Private Access does not actually hold patient data. Instead it holds the
patient index and search capability, with the privacy directives acting as
the switch for searches. For example, if a researcher logs in and searches
for potentially relevant subjects through the search index, the system filters
the results based on patients’ preferences. If a patient has indicated inter-
est in being part of a trial, the researcher gets contact information and can
make an offer.
The system has been tested in patient populations, and the lessons
learned have been applied in successive generations of the system. First,
patients need to be educated and empowered, not coerced. Consumers are
more likely to engage in an environment of trust if they are referred by a
trusted intermediary, a friend, a health care provider, or peers, Shelton said.

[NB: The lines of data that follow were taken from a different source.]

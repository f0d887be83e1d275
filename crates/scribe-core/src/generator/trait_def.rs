//! The `Generator` trait -- the adapter interface for text generators.
//!
//! The pipeline treats the generative model as an opaque collaborator:
//! one prompt string in, one completion string out, fallible. The trait is
//! intentionally object-safe so it can be stored as `Arc<dyn Generator>`
//! behind the HTTP server state.

use anyhow::Result;
use async_trait::async_trait;

/// Adapter interface for external text generators.
///
/// Implementors wrap a specific model access path (a CLI binary, an API
/// client) behind a single awaited call. The pipeline issues exactly one
/// `generate` per run: no streaming, no retry, no cancellation. Errors and
/// blank output are both treated as unusable upstream output, for which
/// the pipeline substitutes its fallback text.
#[async_trait]
pub trait Generator: Send + Sync {
    /// Human-readable name for this generator (e.g. "claude").
    fn name(&self) -> &str;

    /// Produce a completion for the given prompt.
    async fn generate(&self, prompt: &str) -> Result<String>;
}

// Compile-time assertion: Generator must be object-safe.
// If this line compiles, the trait can be used as `dyn Generator`.
const _: () = {
    fn _assert_object_safe(_: &dyn Generator) {}
};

Patients should control the use of their personal information for expressed
purposes, they need guide-based assistance to help make informed choices,
and the consent tools should be dynamic and granular. To make sure that
patients have the information needed to set preferences, links should be
available to more detailed educational sites.
On the searcher’s side, the system needs to be fast, easy to use, and
powerful. It should use familiar Web-based search conventions such as
bookmarks and automated alerts. And, Shelton said, researchers should be
able to receive pre-authorized access to personal health data.
Implementation
When using such a system, a patient who is undergoing the registration
process at a hospital would also convey privacy preferences to the hospital,
perhaps through a smartphone application. The patient would be asked if
information could be deposited in a personal health record (PHR), whether
or not the patient has established one previously. If the patient agrees, infor-
mation from the hospital would be moved beyond the hospital’s firewall to
a PHR where it could be searched through a search index.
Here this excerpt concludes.